For those who don’t know, and didn’t take part, Haverhill Town Council spent a lot of effort in trying to establish whether the people of Haverhill want pedestrianisation or not. For years it had been assumed that they did, but the results of the county council’s consultation exercise earlier in the year had indicated the opposite.

 

So town councillors, feeling this had not been representative, decided to carry out their own consultation in the town centre on market days. They got around 750 responses, with a 70-30 per cent majority in favour.

 

Cllr Roger Andre said this was enough and urged it be put to the working party, and he wrote a letter to go with it. Sadly for him, although he attended the working party meeting as a member of the public, he wasn’t allowed to speak, and the parts of his letter which related to the survey were also ruled inadmissible by the working party chairman Cllr Karen Richardson.

 

Town clerk Will Austin, who is a member of the working party by invitation, was able to speak on the issue, but had to steer clear of the survey, and only read out those parts of Cllr Andre’s letter which did not relate to it.

 

This in itself was almost worthy of an Alan Ayckbourn play, because the audience all knew something the actors were not able to acknowledge. Never mind, procedure must be followed at all times.

 

But the most entertaining bit was that Mr Austin outlined the fundamental issues at stake with commendable clarity, only for the county council engineers and other working party members to obfuscate as hard as they could for another hour or more.

 

By the time the same fundamental issues did resurface, Mr Austin had had to leave, so he never had the chance to say: "I said this an hour ago.”

 

"And what are these fundamental issues?” I hear those of you still awake murmur. Well, they are pretty simple really.

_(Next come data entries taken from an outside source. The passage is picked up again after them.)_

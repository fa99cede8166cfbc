//! Initial database migration.
//!
//! Creates the enum types and the users, accounts, loans, transactions and
//! audit_logs tables. Money columns are `NUMERIC(19,2)` and balances may never
//! go below zero.

use sea_orm_migration::prelude::*;

#[derive(DeriveMigrationName)]
pub struct Migration;

#[async_trait::async_trait]
impl MigrationTrait for Migration {
    async fn up(&self, manager: &SchemaManager) -> Result<(), DbErr> {
        let db = manager.get_connection();

        // ============================================================
        // PART 1: ENUMS
        // ============================================================
        db.execute_unprepared(ENUMS_SQL).await?;

        // ============================================================
        // PART 2: CUSTOMERS & ACCOUNTS
        // ============================================================
        db.execute_unprepared(USERS_SQL).await?;
        db.execute_unprepared(ACCOUNTS_SQL).await?;

        // ============================================================
        // PART 3: LENDING
        // ============================================================
        db.execute_unprepared(LOANS_SQL).await?;

        // ============================================================
        // PART 4: LEDGER
        // ============================================================
        db.execute_unprepared(TRANSACTIONS_SQL).await?;

        // ============================================================
        // PART 5: AUDIT
        // ============================================================
        db.execute_unprepared(AUDIT_LOGS_SQL).await?;

        // ============================================================
        // PART 6: TRIGGERS
        // ============================================================
        db.execute_unprepared(TRIGGERS_SQL).await?;

        Ok(())
    }

    async fn down(&self, manager: &SchemaManager) -> Result<(), DbErr> {
        let db = manager.get_connection();
        db.execute_unprepared(DROP_SQL).await?;
        Ok(())
    }
}

const ENUMS_SQL: &str = r"
CREATE TYPE user_role AS ENUM ('customer', 'admin');

CREATE TYPE account_type AS ENUM ('savings', 'student', 'fdr');
CREATE TYPE account_status AS ENUM ('active', 'frozen', 'closed');

CREATE TYPE transaction_type AS ENUM (
    'deposit',
    'withdrawal',
    'transfer_in',
    'transfer_out',
    'loan_disbursement',
    'emi_deduction',
    'reversal'
);
CREATE TYPE entry_direction AS ENUM ('credit', 'debit');
CREATE TYPE transaction_status AS ENUM ('completed', 'reversed');

CREATE TYPE loan_type AS ENUM ('personal', 'home', 'education', 'business', 'vehicle');
CREATE TYPE loan_status AS ENUM ('requested', 'active', 'overdue', 'paid', 'rejected');
CREATE TYPE employment_status AS ENUM ('employed', 'self_employed', 'business', 'student');

CREATE TYPE audit_action AS ENUM (
    'account_frozen',
    'account_unfrozen',
    'account_status_changed',
    'account_closed',
    'loan_approved',
    'loan_rejected',
    'transaction_reversed',
    'user_role_changed',
    'user_deactivated',
    'user_activated',
    'emi_job_run'
);
CREATE TYPE audit_target AS ENUM ('user', 'account', 'transaction', 'loan', 'system');
";

const USERS_SQL: &str = r"
CREATE TABLE users (
    id UUID PRIMARY KEY DEFAULT gen_random_uuid(),
    email VARCHAR(255) NOT NULL UNIQUE,
    password_hash VARCHAR(255) NOT NULL,
    full_name VARCHAR(100) NOT NULL,
    phone VARCHAR(20) NOT NULL,
    national_id VARCHAR(30) NOT NULL UNIQUE,
    address VARCHAR(300),
    role user_role NOT NULL DEFAULT 'customer',
    is_active BOOLEAN NOT NULL DEFAULT true,
    last_login_at TIMESTAMPTZ,
    created_at TIMESTAMPTZ NOT NULL DEFAULT now(),
    updated_at TIMESTAMPTZ NOT NULL DEFAULT now(),
    CONSTRAINT chk_email_lowercase CHECK (email = lower(email))
);

CREATE INDEX idx_users_created ON users(created_at);
CREATE INDEX idx_users_role ON users(role);
";

const ACCOUNTS_SQL: &str = r"
CREATE TABLE accounts (
    id UUID PRIMARY KEY DEFAULT gen_random_uuid(),
    account_number VARCHAR(20) NOT NULL UNIQUE,
    user_id UUID NOT NULL REFERENCES users(id),
    account_type account_type NOT NULL,
    balance NUMERIC(19, 2) NOT NULL DEFAULT 0,
    status account_status NOT NULL DEFAULT 'active',
    currency VARCHAR(3) NOT NULL DEFAULT 'USD',
    interest_rate NUMERIC(5, 2),
    maturity_date DATE,
    opened_at TIMESTAMPTZ NOT NULL DEFAULT now(),
    last_transaction_at TIMESTAMPTZ,
    created_at TIMESTAMPTZ NOT NULL DEFAULT now(),
    updated_at TIMESTAMPTZ NOT NULL DEFAULT now(),
    CONSTRAINT chk_balance_non_negative CHECK (balance >= 0),
    CONSTRAINT chk_currency_format CHECK (currency ~ '^[A-Z]{3}$'),
    CONSTRAINT chk_interest_rate CHECK (interest_rate IS NULL OR interest_rate BETWEEN 0 AND 30),
    CONSTRAINT chk_fdr_terms CHECK (
        account_type <> 'fdr' OR (interest_rate IS NOT NULL AND maturity_date IS NOT NULL)
    )
);

CREATE INDEX idx_accounts_user ON accounts(user_id);
CREATE INDEX idx_accounts_status ON accounts(status);
CREATE INDEX idx_accounts_opened ON accounts(opened_at);
";

const LOANS_SQL: &str = r"
CREATE TABLE loans (
    id UUID PRIMARY KEY DEFAULT gen_random_uuid(),
    loan_number VARCHAR(20) NOT NULL UNIQUE,
    user_id UUID NOT NULL REFERENCES users(id),
    account_id UUID NOT NULL REFERENCES accounts(id),
    loan_type loan_type NOT NULL,
    principal NUMERIC(19, 2) NOT NULL,
    interest_rate NUMERIC(5, 2) NOT NULL,
    tenure_months INTEGER NOT NULL,
    emi_amount NUMERIC(19, 2) NOT NULL,
    total_payable NUMERIC(19, 2) NOT NULL,
    outstanding_balance NUMERIC(19, 2) NOT NULL,
    paid_amount NUMERIC(19, 2) NOT NULL DEFAULT 0,
    remaining_emis INTEGER NOT NULL,
    status loan_status NOT NULL DEFAULT 'requested',
    purpose TEXT NOT NULL,
    employment_status employment_status NOT NULL,
    monthly_income NUMERIC(19, 2) NOT NULL,
    next_emi_date DATE,
    last_emi_at TIMESTAMPTZ,
    emi_start_date DATE,
    decided_by UUID REFERENCES users(id),
    decided_at TIMESTAMPTZ,
    rejection_reason TEXT,
    disbursed_at TIMESTAMPTZ,
    created_at TIMESTAMPTZ NOT NULL DEFAULT now(),
    updated_at TIMESTAMPTZ NOT NULL DEFAULT now(),
    CONSTRAINT chk_principal CHECK (principal >= 1000),
    CONSTRAINT chk_loan_interest_rate CHECK (interest_rate BETWEEN 0 AND 30),
    CONSTRAINT chk_tenure CHECK (tenure_months BETWEEN 6 AND 360),
    CONSTRAINT chk_outstanding CHECK (outstanding_balance >= 0),
    CONSTRAINT chk_paid CHECK (paid_amount >= 0),
    CONSTRAINT chk_remaining_emis CHECK (remaining_emis >= 0),
    CONSTRAINT chk_monthly_income CHECK (monthly_income >= 0)
);

CREATE INDEX idx_loans_user ON loans(user_id);
CREATE INDEX idx_loans_status ON loans(status);
CREATE INDEX idx_loans_due ON loans(next_emi_date) WHERE status IN ('active', 'overdue');
";

const TRANSACTIONS_SQL: &str = r"
CREATE TABLE transactions (
    id UUID PRIMARY KEY DEFAULT gen_random_uuid(),
    reference VARCHAR(32) NOT NULL UNIQUE,
    account_id UUID NOT NULL REFERENCES accounts(id),
    user_id UUID NOT NULL REFERENCES users(id),
    transaction_type transaction_type NOT NULL,
    direction entry_direction NOT NULL,
    amount NUMERIC(19, 2) NOT NULL,
    balance_after NUMERIC(19, 2) NOT NULL,
    description VARCHAR(300) NOT NULL,
    related_account_id UUID REFERENCES accounts(id),
    related_user_id UUID REFERENCES users(id),
    counterpart_transaction_id UUID,
    loan_id UUID REFERENCES loans(id),
    original_transaction_id UUID REFERENCES transactions(id),
    status transaction_status NOT NULL DEFAULT 'completed',
    reversed_by UUID REFERENCES users(id),
    reversed_at TIMESTAMPTZ,
    reversal_reason TEXT,
    created_at TIMESTAMPTZ NOT NULL DEFAULT now(),
    CONSTRAINT chk_amount_positive CHECK (amount > 0),
    CONSTRAINT chk_balance_after_non_negative CHECK (balance_after >= 0),
    CONSTRAINT chk_reversal_has_original CHECK (
        transaction_type <> 'reversal' OR original_transaction_id IS NOT NULL
    )
);

CREATE INDEX idx_txn_account_created ON transactions(account_id, created_at DESC);
CREATE INDEX idx_txn_user_created ON transactions(user_id, created_at DESC);
CREATE INDEX idx_txn_type_created ON transactions(transaction_type, created_at);
CREATE INDEX idx_txn_loan ON transactions(loan_id) WHERE loan_id IS NOT NULL;
";

const AUDIT_LOGS_SQL: &str = r"
CREATE TABLE audit_logs (
    id UUID PRIMARY KEY DEFAULT gen_random_uuid(),
    actor_id UUID REFERENCES users(id),
    action audit_action NOT NULL,
    target_type audit_target NOT NULL,
    target_id UUID,
    details JSONB NOT NULL DEFAULT '{}'::jsonb,
    reason TEXT,
    ip_address VARCHAR(45),
    user_agent TEXT,
    previous_state JSONB,
    new_state JSONB,
    created_at TIMESTAMPTZ NOT NULL DEFAULT now()
);

CREATE INDEX idx_audit_created ON audit_logs(created_at DESC);
CREATE INDEX idx_audit_actor ON audit_logs(actor_id);
CREATE INDEX idx_audit_target ON audit_logs(target_type, target_id);
";

const TRIGGERS_SQL: &str = r"
-- The only permitted update marks a completed transaction as reversed.
CREATE OR REPLACE FUNCTION prevent_transaction_rewrite() RETURNS TRIGGER AS $$
BEGIN
    IF OLD.status = 'reversed' THEN
        RAISE EXCEPTION 'reversed transactions are final';
    END IF;
    IF NEW.status IS DISTINCT FROM 'reversed'
        OR NEW.reversed_by IS NULL
        OR NEW.reversed_at IS NULL THEN
        RAISE EXCEPTION 'transactions are append-only';
    END IF;
    IF (NEW.id, NEW.reference, NEW.account_id, NEW.user_id, NEW.transaction_type,
        NEW.direction, NEW.amount, NEW.balance_after, NEW.description,
        NEW.related_account_id, NEW.related_user_id, NEW.counterpart_transaction_id,
        NEW.loan_id, NEW.original_transaction_id, NEW.created_at)
        IS DISTINCT FROM
       (OLD.id, OLD.reference, OLD.account_id, OLD.user_id, OLD.transaction_type,
        OLD.direction, OLD.amount, OLD.balance_after, OLD.description,
        OLD.related_account_id, OLD.related_user_id, OLD.counterpart_transaction_id,
        OLD.loan_id, OLD.original_transaction_id, OLD.created_at) THEN
        RAISE EXCEPTION 'transactions are append-only';
    END IF;
    RETURN NEW;
END;
$$ LANGUAGE plpgsql;

CREATE TRIGGER trg_transactions_immutable
    BEFORE UPDATE ON transactions
    FOR EACH ROW EXECUTE FUNCTION prevent_transaction_rewrite();

CREATE OR REPLACE FUNCTION prevent_transaction_delete() RETURNS TRIGGER AS $$
BEGIN
    RAISE EXCEPTION 'transactions cannot be deleted';
END;
$$ LANGUAGE plpgsql;

CREATE TRIGGER trg_transactions_no_delete
    BEFORE DELETE ON transactions
    FOR EACH ROW EXECUTE FUNCTION prevent_transaction_delete();
";

const DROP_SQL: &str = r"
DROP TABLE IF EXISTS audit_logs CASCADE;
DROP TABLE IF EXISTS transactions CASCADE;
DROP TABLE IF EXISTS loans CASCADE;
DROP TABLE IF EXISTS accounts CASCADE;
DROP TABLE IF EXISTS users CASCADE;
DROP FUNCTION IF EXISTS prevent_transaction_rewrite();
DROP FUNCTION IF EXISTS prevent_transaction_delete();
DROP TYPE IF EXISTS audit_target;
DROP TYPE IF EXISTS audit_action;
DROP TYPE IF EXISTS employment_status;
DROP TYPE IF EXISTS loan_status;
DROP TYPE IF EXISTS loan_type;
DROP TYPE IF EXISTS transaction_status;
DROP TYPE IF EXISTS entry_direction;
DROP TYPE IF EXISTS transaction_type;
DROP TYPE IF EXISTS account_status;
DROP TYPE IF EXISTS account_type;
DROP TYPE IF EXISTS user_role;
";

1 What is the vision for Haverhill town centre?

2 Who is responsible for delivering it?

3 Does this represent the end of pedestrianisation?

4 If it is, how do we explain that to the majority of people who want it?

5 If it isn’t, how would a new scheme for it come forward in the future?

 

Of these, only three were addressed at all, and about one-and-a-half were actually answered. The answer to number two, given by the engineers was that it is ‘a complex relationship’, referring to the fact that the county council designs works and creates traffic orders, while the borough council commissions them via the working party.

 

The real answer to number three appears to be ‘yes’, although not directly articulated by the officers, and definitely refuted by the councillors with their continuing ‘aspiration’.

 

The engineers’ answer to number five was that circumstances would need to change dramatically.

 

I can answer number four, although no one else did, with another question. Whoever imagined that what the people of Haverhill want was ever going to be a consideration for Suffolk County Council in the long run?

 

To be fair to them, it’s all about what a Government inspector would think at the inevitable planning inquiry about any attempt to close the street, and 70-30 is never going to be enough if all the businesses are against it, as appears to be the case. Business is king at present.

 

Which leaves us with number one, the most fundamental of all and, in the light of the recent mish-mash of schemes from Suffolk County Council and dither from our representatives, the answer is pretty clearly that there isn’t one.

David Hart
David Hart revives his personal take on the week in Haverhill, covering everything from major town developments to what we do with our rubbish.